Christian school leaders understand that the student is born into sin. This differs from those who hold to the Romantic View. In the Romantic View, the student already possesses all that they need within themselves. Those who support this view believe that teachers only help the student draw out what is already inside them. The teacher is little more than a gardener who only keeps weeds out of the student’s growth. This approach, however, is nothing short of Humanism. The Christian educator rejects a humanistic worldview as he or she recognizes from life experience, as well as knowledge of the Scriptures, that what dwells within us is a sinful and fallen nature.
Another view of the student is the Transmissive View, which sees the student as an empty vessel to fill with knowledge. Christian educators also reject this view. The human mind and soul are not just empty vats. The teacher is more than just some sort of educational or spiritual technician dumping data into an empty storage compartment.
A Christian View of the student recognizes that the primary need of every individual is spiritual regeneration and the continual sanctifying work of the Holy Spirit.

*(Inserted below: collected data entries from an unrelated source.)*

//! market-compare - Grocery price comparison across supermarkets
//!
//! Reads price snapshots collected from market flyers and reports where each
//! product is cheapest.

use anyhow::Result;
use clap::{Parser, Subcommand};
use market_compare::cart::CartItem;
use market_compare::commands::{
    list_markets, CartCommand, CompareCommand, CompareQuery, ExportCommand, SearchCommand,
    StatsCommand, WatchCommand,
};
use market_compare::config::{Config, OutputFormat};
use market_compare::engine::{ReferenceBaseline, SortOrder};
use std::path::PathBuf;
use tracing::Level;
use tracing_subscriber::EnvFilter;

#[derive(Parser)]
#[command(
    name = "market-compare",
    version,
    about = "Compare grocery prices across supermarkets",
    long_about = "Groups price observations by product, shows the cheapest market and flags price gaps worth acting on."
)]
struct Cli {
    /// Snapshot CSV file, or a directory whose newest CSV is used
    #[arg(short, long, global = true, env = "MKT_SNAPSHOT")]
    snapshot: Option<PathBuf>,

    /// Path to config file
    #[arg(short, long, global = true)]
    config: Option<PathBuf>,

    /// Output format
    #[arg(short, long, global = true)]
    format: Option<OutputFormat>,

    /// Savings percentage flagged as an opportunity (0-100)
    #[arg(short, long, global = true)]
    threshold: Option<f64>,

    /// Enable verbose logging
    #[arg(short, long, global = true)]
    verbose: bool,

    #[command(subcommand)]
    command: Commands,
}

/// Filters shared by the comparing subcommands.
#[derive(clap::Args)]
struct QueryArgs {
    /// Product or brand search term
    query: Option<String>,

    /// Brand must contain this text
    #[arg(long)]
    brand: Option<String>,

    /// Quantity label must contain this text
    #[arg(long)]
    quantity: Option<String>,

    /// Keep products whose cheapest price is at least this
    #[arg(long)]
    min_price: Option<f64>,

    /// Keep products whose cheapest price is at most this
    #[arg(long)]
    max_price: Option<f64>,

    /// Compare only these markets (comma-separated); savings ignore the others
    #[arg(long = "market", value_delimiter = ',')]
    markets: Vec<String>,

    /// Leave these markets out of the comparison (comma-separated)
    #[arg(long = "exclude-market", value_delimiter = ',')]
    exclude_markets: Vec<String>,

    /// Result order
    #[arg(long)]
    sort: Option<SortOrder>,

    /// Baseline for savings
    #[arg(long)]
    reference: Option<ReferenceBaseline>,

    /// Match the search term against product names only
    #[arg(long)]
    no_brand_match: bool,
}

impl QueryArgs {
    /// Applies the ordering options to the config and returns the filters.
    fn apply(self, config: &mut Config) -> CompareQuery {
        if let Some(sort) = self.sort {
            config.sort = sort;
        }
        if let Some(reference) = self.reference {
            config.reference = reference;
        }
        if self.no_brand_match {
            config.match_brand = false;
        }

        CompareQuery {
            term: self.query,
            brand: self.brand,
            quantity: self.quantity,
            min_price: self.min_price,
            max_price: self.max_price,
            markets: self.markets,
            exclude_markets: self.exclude_markets,
        }
    }
}

#[derive(Subcommand)]
enum Commands {
    /// Compare prices of matching products across markets
    #[command(alias = "c")]
    Compare {
        #[command(flatten)]
        query: QueryArgs,
    },

    /// List the raw observations matching a term
    #[command(alias = "s")]
    Search {
        /// Product or brand search term
        term: String,

        /// Match the term against product names only
        #[arg(long)]
        no_brand_match: bool,
    },

    /// Show snapshot statistics
    Stats,

    /// Plan the cheapest purchase of a shopping list
    Cart {
        /// Items as product[/brand[/quantity]]
        #[arg(required = true)]
        items: Vec<CartItem>,
    },

    /// Export the comparison table and raw snapshot as CSV
    Export {
        /// Output directory
        #[arg(short, long, default_value = ".")]
        out: PathBuf,

        #[command(flatten)]
        query: QueryArgs,
    },

    /// List configured markets
    Markets,

    /// Reload the snapshot periodically and re-render on new data
    Watch {
        #[command(flatten)]
        query: QueryArgs,

        /// Seconds between reloads
        #[arg(short, long)]
        interval: Option<u64>,
    },
}

#[tokio::main]
async fn main() -> Result<()> {
    let cli = Cli::parse();

    // Initialize logging
    let filter = if cli.verbose {
        EnvFilter::new(Level::DEBUG.to_string())
    } else {
        EnvFilter::from_default_env().add_directive(Level::WARN.into())
    };

    tracing_subscriber::fmt().with_env_filter(filter).with_target(false).init();

    // Load config with layered overrides
    let mut config = Config::load(cli.config.as_deref())?.with_env();

    // Apply CLI overrides
    if let Some(snapshot) = cli.snapshot {
        config.snapshot = snapshot;
    }
    if let Some(format) = cli.format {
        config.format = format;
    }
    if let Some(threshold) = cli.threshold {
        config.opportunity_threshold = threshold;
    }

    match cli.command {
        Commands::Compare { query } => {
            let query = query.apply(&mut config);
            config.validate()?;

            let output = CompareCommand::new(config).execute(&query).await?;
            println!("{}", output);
        }

        Commands::Search { term, no_brand_match } => {
            if no_brand_match {
                config.match_brand = false;
            }

            let output = SearchCommand::new(config).execute(&term).await?;
            println!("{}", output);
        }

        Commands::Stats => {
            let output = StatsCommand::new(config).execute().await?;
            println!("{}", output);
        }

        Commands::Cart { items } => {
            config.validate()?;

            let output = CartCommand::new(config).execute(&items).await?;
            println!("{}", output);
        }

        Commands::Export { out, query } => {
            let query = query.apply(&mut config);
            config.validate()?;

            let output = ExportCommand::new(config).execute(&out, &query).await?;
            println!("{}", output);
        }

        Commands::Markets => {
            println!("{}", list_markets(&config)?);
        }

        Commands::Watch { query, interval } => {
            let query = query.apply(&mut config);
            if let Some(secs) = interval {
                config.watch_interval_secs = secs;
            }
            config.validate()?;

            WatchCommand::new(config)
                .execute(&query, |output| {
                    println!("{}", output);
                    println!();
                })
                .await?;
        }
    }

    Ok(())
}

We are all God’s unique creations, who must discover a more complete and deeper understanding of our Creator, the world we live in, and our own personal calling as believer/priest in the world. It is a view that demonstrates Compassion for the students as fellow travelers in that journey.
©2017 Toby A. Travis, Ed.D.
 V. James Mannoia Jr., Christian Liberal Arts: An Education That Goes Beyond (New York, NY: Rowman & Littlefield Publishers, 2000), 50.
 Andrew Johnson, “Teaching Models: Transmission, Transaction, and Transformation,” Academia, accessed 4 July 2016, http://www.academia.edu/14626351/TEACHING_MODELS_TRANSMISSION_TRANSACTION_AND_TRANSFORMATION.
 Steve Holtrop, “Christian Views of the Student,” In All Things, accessed 4 July 2016, http://inallthings.org/christian-views-of-the-student/.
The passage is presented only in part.